My Champagne Friend bought us tickets to this event-in-a-tent last night. Swallowing hard because it was Eurovision night, I realised that it was the right decision to go along because it was a thoroughly absorbing evening.
The interviewer was particularly good; he wasn't sycophantic and he joined the dots between the two women very skilfully, but Viv and Tracey duetted very well (it could so easily have been a duel rather than a duet, if egos had come between them).
Viv's humour pulled the talk away from the technicalities of writing and pulled Tracey into feeling quite comfortable talking anecdotally; on the other hand, Tracey's gravitas pulled Viv towards giving a broader context for her experiences.

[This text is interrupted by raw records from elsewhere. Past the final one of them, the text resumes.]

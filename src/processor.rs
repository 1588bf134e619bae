//! Processor kernel: the per-KT scheduling coroutine (§4.I).
//!
//! Each [`Processor`] is a real kernel thread. Rather than modeling the
//! scheduler itself as a second coroutine with its own stack, the KT's own
//! native call stack *is* the scheduler coroutine (`Context::native`, per
//! §9 "Stack switching" — the ABI of `switch` is left opaque, and using the
//! thread's native stack for the one context that never needs a fresh frame
//! is the natural hosted realization of `constance_port_std`'s
//! `ums::ThreadGroup`, which likewise reuses a real OS thread as the
//! scheduling context rather than allocating it a stack of its own).

use std::cell::RefCell;
use std::sync::atomic::{AtomicBool, AtomicU32, Ordering};
use std::sync::{Arc, Mutex};
use std::time::{Duration, Instant};

use try_lock::TryLock;

use crate::cluster::Cluster;
use crate::context::Context;
use crate::coroutine::RunState;
use crate::runtime::Runtime;
use crate::signal;
use crate::task::{Task, ThreadState};

#[derive(Debug, Clone, Copy, PartialEq, Eq, Hash)]
pub struct ProcessorId(std::thread::ThreadId);

/// At most one processor, across every cluster, is ever the system
/// processor (§6: "SIGALRM (system processor: ...)"). `spawn`'s `hint`
/// only proposes a candidate; this flag arbitrates when several clusters
/// each nominate their first processor.
static SYSTEM_PROCESSOR_CLAIMED: AtomicBool = AtomicBool::new(false);

/// Deferred "on behalf of user" actions a blocking primitive hands to the
/// scheduler to run on the scheduler's own stack (§4.I step 5 / §4.I
/// `schedule()`), e.g. releasing a spin lock or waking another task only
/// once the blocked task's stack is no longer being touched.
pub type Deferred = Box<dyn FnOnce() + Send>;

pub struct Processor {
    cluster: Arc<Cluster>,
    native_ctx: Context,
    is_system: bool,
    stop: AtomicBool,
    /// Written once by this processor's own KT before entering the
    /// scheduling loop, read by whichever KT delivers a preemption tick or
    /// requests a stop; never actually contended, so `TryLock` (rather than
    /// a real mutex) suffices, mirroring `constance_port_std`'s
    /// `timer_cmd_send`.
    pthread: TryLock<Option<libc::pthread_t>>,
    join: Mutex<Option<std::thread::JoinHandle<()>>>,
    pending_deferred: Mutex<Vec<Deferred>>,
    spins_done: AtomicU32,
    #[cfg(feature = "stats")]
    pub stats: crate::stats::ProcessorStats,
}

// Safety: `native_ctx` is only ever touched by the one KT running this
// processor's `run_loop`; every other field is behind a `Mutex` or atomic.
unsafe impl Sync for Processor {}

struct Binding {
    processor: Arc<Processor>,
    task: Arc<Task>,
}

thread_local! {
    static CURRENT: RefCell<Option<Binding>> = RefCell::new(None);
}

fn current() -> Option<(Arc<Processor>, Arc<Task>)> {
    CURRENT.with(|c| c.borrow().as_ref().map(|b| (b.processor.clone(), b.task.clone())))
}

pub fn current_task() -> Option<Arc<Task>> {
    current().map(|(_, t)| t)
}

pub fn current_processor() -> Option<Arc<Processor>> {
    current().map(|(p, _)| p)
}

/// Hand the scheduler zero or more deferred actions and suspend the
/// calling task, switching back to this processor's scheduling loop. Every
/// blocking primitive in `lock`, `condition`, `semaphore`, and `serial`
/// bottoms out here.
pub fn schedule(deferred: Vec<Deferred>) {
    let (processor, task) =
        current().expect("schedule() called from a task not running under a Processor");
    processor.pending_deferred.lock().unwrap().extend(deferred);
    // Safety: `task` is the coroutine currently executing on this KT, and
    // `processor.native_ctx` is that KT's own scheduling context.
    unsafe { task.coroutine.suspend_to(&processor.native_ctx) };
}

/// The native scheduling context of whichever processor is currently
/// running the calling task, as a raw pointer. Valid for as long as the
/// call site runs on that processor's KT, which outlives every task it
/// ever resumes; used only by a halting coroutine's terminal handoff
/// ([`exit_current_task`]).
fn current_native_context_ptr() -> *const Context {
    CURRENT.with(|c| {
        let binding = c.borrow();
        let b = binding
            .as_ref()
            .expect("exit_current_task called off a processor");
        &b.processor.native_ctx as *const Context
    })
}

/// The `on_halt` handoff every [`crate::task::Task`] is constructed with
/// (`Task::spawn`): jump back into this processor's scheduling loop for
/// good once the task's body has returned or panicked. Symmetrical with
/// the first switch into a fresh coroutine landing in `invoke` (§4.A):
/// halting lands back wherever the processor's `resume_from` call is
/// still waiting (§4.I step 5).
pub(crate) fn exit_current_task() -> ! {
    let ctx = current_native_context_ptr();
    // Safety: `ctx` points at this processor's own `native_ctx`, which
    // outlives the coroutine currently halting on it; that coroutine is
    // never resumed again, so abandoning its stack here is correct.
    unsafe { Context::set(&*ctx) }
}

/// Voluntary yield (§5 "Suspension points"): re-join the tail of the ready
/// queue and let the scheduler pick the next task.
pub fn yield_now() {
    let (processor, task) =
        current().expect("yield_now() called from a task not running under a Processor");
    let cluster = processor.cluster.clone();
    schedule(vec![Box::new(move || cluster.enqueue_ready(task))]);
}

impl Processor {
    pub(crate) fn spawn(cluster: Arc<Cluster>, hint: bool) -> Arc<Self> {
        let is_system = hint
            && SYSTEM_PROCESSOR_CLAIMED
                .compare_exchange(false, true, Ordering::AcqRel, Ordering::Acquire)
                .is_ok();
        let processor = Arc::new(Processor {
            cluster,
            native_ctx: Context::native(),
            is_system,
            stop: AtomicBool::new(false),
            pthread: TryLock::new(None),
            join: Mutex::new(None),
            pending_deferred: Mutex::new(Vec::new()),
            spins_done: AtomicU32::new(0),
            #[cfg(feature = "stats")]
            stats: Default::default(),
        });

        let worker = processor.clone();
        let name = format!("processor-{}", worker.cluster.name);
        let handle = std::thread::Builder::new()
            .name(name)
            .spawn(move || worker.enter())
            .expect("failed to spawn processor kernel thread");
        *processor.join.lock().unwrap() = Some(handle);
        processor
    }

    fn enter(self: Arc<Self>) {
        *self.pthread.try_lock().unwrap() = Some(unsafe { libc::pthread_self() });
        if self.is_system {
            Runtime::global().set_system_processor(ProcessorId(std::thread::current().id()));
            signal::install_system_handlers();
            // Bootstrap: `reprogram_alarm` (below) only runs in response to
            // an already-firing `SIGALRM`, so without this hook the very
            // first timed event (or one inserted while the alarm happens
            // to be disarmed) would never get a chance to arm it.
            Runtime::global().events.set_rearm_hook(|at| {
                let now = Instant::now();
                let delay = at.saturating_duration_since(now).max(Duration::from_micros(1));
                signal::arm_alarm(delay);
            });
        } else {
            signal::install_processor_handlers();
        }
        crate::spin::set_roll_forward_action({
            let this = self.clone();
            move || this.roll_forward()
        });
        if let Some(interval) = self.cluster.preemption_interval {
            self.arm_preemption(interval);
        }
        log::debug!("processor {:?} entering scheduling loop", std::thread::current().id());
        self.run_loop();
    }

    /// Re-arm this processor's preemption timer by posting a periodic event
    /// to the runtime's event list whose handler kicks this KT with
    /// `SIGUSR1` (§4.I "Preemption").
    fn arm_preemption(self: &Arc<Self>, interval: Duration) {
        let this = self.clone();
        Runtime::global().events.insert_periodic(interval, move || {
            if let Some(pthread) = *this.pthread.try_lock().unwrap() {
                signal::kick(pthread);
            }
        });
    }

    /// What a `SIGUSR1` roll-forward actually does once it's safe to run:
    /// re-enqueue the currently-running task at the tail of the ready queue
    /// and fall through to the scheduler, i.e. a forced time-slice
    /// boundary. A no-op if no task is currently attributed to this KT
    /// (e.g. the processor itself is idling or inside `select`).
    fn roll_forward(self: &Arc<Self>) {
        #[cfg(feature = "stats")]
        Runtime::global().stats.roll_forwards.fetch_add(1, Ordering::Relaxed);
        if let Some(task) = current_task() {
            if task.state() == ThreadState::Running {
                let cluster = self.cluster.clone();
                task.set_state(ThreadState::Ready);
                schedule(vec![Box::new(move || cluster.enqueue_ready(task))]);
            }
        }
    }

    fn run_deferred(&self) {
        let actions: Vec<Deferred> = std::mem::take(&mut *self.pending_deferred.lock().unwrap());
        for action in actions {
            action();
        }
    }

    /// §4.I main loop, steps 1-5.
    fn run_loop(self: Arc<Self>) {
        while !self.stop.load(Ordering::Acquire) {
            if signal::take_alarm_pending() {
                Runtime::global().events.drain_expired();
                self.reprogram_alarm();
            }
            if self.is_system && signal::take_abort_requested() {
                log::warn!("graceful abort requested; shutting down");
                break;
            }

            let task = match self.pick_next_task() {
                Some(task) => task,
                None => continue,
            };

            task.set_state(ThreadState::Running);
            CURRENT.with(|c| {
                *c.borrow_mut() = Some(Binding {
                    processor: self.clone(),
                    task: task.clone(),
                })
            });

            #[cfg(feature = "stats")]
            self.stats.context_switches.fetch_add(1, Ordering::Relaxed);

            // Safety: this KT's own stack is `self.native_ctx`; `task` is
            // Ready (not concurrently running anywhere else, §8 "Mutual
            // exclusion" extends to ready-queue membership).
            unsafe { task.coroutine.resume_from(&self.native_ctx, task.coroutine_id()) };

            CURRENT.with(|c| *c.borrow_mut() = None);
            self.run_deferred();

            if task.coroutine.state() == RunState::Halt {
                task.set_state(ThreadState::Terminate);
                self.cluster.untrack_task(&task);
                log::debug!("task {:?} terminated", task.id());
            }
        }
    }

    fn reprogram_alarm(&self) {
        if !self.is_system {
            return;
        }
        match Runtime::global().events.next_deadline() {
            Some(at) => {
                let now = Instant::now();
                let delay = at.saturating_duration_since(now).max(Duration::from_micros(1));
                signal::arm_alarm(delay);
            }
            None => signal::disarm_alarm(),
        }
    }

    /// §4.I steps 1-4: processor-private ready work (none, in this
    /// implementation — every task lives on its cluster's shared queue, a
    /// deliberate simplification over the source's per-processor
    /// "external" list, recorded in DESIGN.md), then the cluster's shared
    /// ready queue, then idle/NBIO/deadlock handling.
    fn pick_next_task(self: &Arc<Self>) -> Option<Arc<Task>> {
        if let Some(task) = self.cluster.pop_ready() {
            return Some(task);
        }

        if cfg!(feature = "multiprocessor") {
            let budget = self.cluster.spin_budget;
            for _ in 0..budget {
                if let Some(task) = self.cluster.pop_ready() {
                    return Some(task);
                }
                std::hint::spin_loop();
            }
            self.cluster.park_idle(self.clone());
            None
        } else {
            self.uniprocessor_idle_step()
        }
    }

    /// §4.I step 4: cycle every cluster, then the NBIO poller, then sleep
    /// until the next timed event, then declare deadlock.
    fn uniprocessor_idle_step(self: &Arc<Self>) -> Option<Arc<Task>> {
        for cluster in Runtime::global().clusters() {
            if let Some(task) = cluster.pop_ready() {
                return Some(task);
            }
        }

        if self.cluster.has_viable_poller() {
            self.cluster.nbio.run_poll_iteration(&self.cluster);
            return None;
        }

        if let Some(deadline) = Runtime::global().events.next_deadline() {
            let now = Instant::now();
            if deadline > now {
                std::thread::sleep((deadline - now).min(Duration::from_millis(20)));
            }
            Runtime::global().events.drain_expired();
            return None;
        }

        if Runtime::global().is_globally_deadlocked() {
            log::error!("KernelFailure: deadlock detected, no ready task, no pending I/O or timer");
            panic!("deadlock: every task is blocked with no pending event to wake one");
        }
        None
    }

    pub(crate) fn request_stop(&self) {
        self.stop.store(true, Ordering::Release);
        if let Some(pthread) = *self.pthread.try_lock().unwrap() {
            signal::kick(pthread);
        }
    }

    pub(crate) fn join(&self) {
        if let Some(handle) = self.join.lock().unwrap().take() {
            let _ = handle.join();
        }
    }
}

There was a lot of laughter and a lot of passionate talk about music and the right to be heard the way they wanted to be heard. Both women are assertive in different ways, but also very clear about the self-sabotage and struggles with self-esteem that have beset them.
The audience were entirely drawn in. Although space was made for readings from their autobiographies, the real deal was the talking and the way the two listened to each other.
Being a powerful woman can be isolating and lonely. Over the tops of our motley heads and to a backdrop of noisy rock covers from a tent further down the Thames bank, the small gap in years, genre and experiences between the two (such a large gap too, in rock years), closed in front of our eyes and crystallised out our own lives for us. Both praised Patti Smith, and both criticised music today, saying rock's moment is over.
(I actually disagree with that because I work with young musicians; young people communicate in code and just because we don't understand it doesn't mean that it's meaningless, or inauthentic to them).
The evening was cathartic. Every time I see Champagne Friend I feel better, and to share such an interesting experience with her was better still.
Back home, it was time for the scores. No change there; politics and corruption that we all know about already were in full flow. I haven't even heard the British song and I realised that I've already listened to 45 student songs and judged them this week, so perhaps missing Eurovision wasn't such a bad thing.
It's back to the grindstone now, with a list of uphill struggles to struggle uphill with.